Individual and combined effects of the elements Zn, Mg and Sr on the surface reactivity of a SiO2·CaO·Na2O·P2O5 bioglass system

This study had two aims: to determine how the elements Zn, Mg and Sr can affect the reactivity of a bioglass system, and to determine the mechanism of dissolution/precipitation when this material is immersed in a complex medium such as cell culture medium. To answer these questions, we synthesized a standard bioglass (SiO2·CaO·Na2O·P2O5, BV), a bioglass containing Zn (BV-Zn), Mg (BV-Mg) or Sr (BV-Sr) and a bioglass containing all three elements (BV-SrZnMg) by the sol-gel route. A typical cell culture medium (McCoy's 5A modified medium) was used for the dissolution/precipitation assays. Thermogravimetric analysis (TGA), differential thermal analysis (DTA), X-ray diffraction (XRD) and N2-adsorption measurements were performed to characterize the obtained glasses. Inductively coupled plasma optical emission spectrometry (ICP-OES), diffuse reflectance infrared Fourier transform (DRIFT), scanning electron microscopy (SEM) and energy dispersive spectroscopy (EDS) analyses were performed to determine the bioglass reactivity after immersion in McCoy's 5A modified medium. The mechanism of ionic change responsible for the initial increase in pH after immersion in cell culture medium was independent of the modifier elements (Zn, Mg and Sr) present in the samples. The addition of Sr to the bioglass composition did not significantly change the SiO44 − release compared to the control. The presence of Zn increased SiO44 − release by decreasing the crystallization temperature Tc. In contrast, the SiO44 − release decreased upon the addition of Mg to the glass system, despite a remarkable decrease in Tc.
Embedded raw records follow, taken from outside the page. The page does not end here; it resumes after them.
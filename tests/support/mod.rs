use chrono::{DateTime, Duration, TimeZone, Utc};

use hex_action_client::hex::HecsCoord;
use hex_action_client::map::NullRenderer;
use hex_action_client::net::{decode_frame, ChannelTransport, ServerEndpoint};
use hex_action_client::protocol::{ActorSnapshot, MessageToClient, StateSync};
use hex_action_client::Client;

pub fn t0() -> DateTime<Utc> {
    Utc.with_ymd_and_hms(2024, 6, 1, 12, 0, 0).unwrap()
}

pub fn at(ms: i64) -> DateTime<Utc> {
    t0() + Duration::milliseconds(ms)
}

/// Client on an in-memory transport, scene not yet attached
pub fn client() -> (Client, ServerEndpoint) {
    let (transport, server) = ChannelTransport::pair();
    let client = Client::new(Box::new(transport), Box::new(NullRenderer::default()));
    (client, server)
}

pub fn state_sync(player_id: i32, actors: &[(i32, HecsCoord)]) -> MessageToClient {
    MessageToClient::StateSync {
        state: StateSync {
            population: actors.len() as i32,
            player_id,
            actors: actors
                .iter()
                .map(|&(actor_id, location)| ActorSnapshot {
                    actor_id,
                    asset_id: 0,
                    location,
                    rotation_degrees: 0.0,
                })
                .collect(),
        },
    }
}

/// Send a raw JSON frame the way the socket would
pub fn push_frame(server: &ServerEndpoint, frame: &str) {
    let message = decode_frame(frame).expect("frame should decode");
    server.to_client.try_send(message).expect("channel has room");
}

pub fn push(server: &ServerEndpoint, message: MessageToClient) {
    server.to_client.try_send(message).expect("channel has room");
}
The presence of Mg in the McCoy's 5A medium most likely generated a saturation state close to the surface, avoiding SiO44 − release. While SiO44 −, Zn2 + and Sr2 + were released from the bioglasses upon immersion, Ca2 +, Mg2 + and PO43 − were captured from the medium. As a consequence, the formation of a CaMg phosphate layer containing CO32 − was observed for all samples, regardless of which elements were present.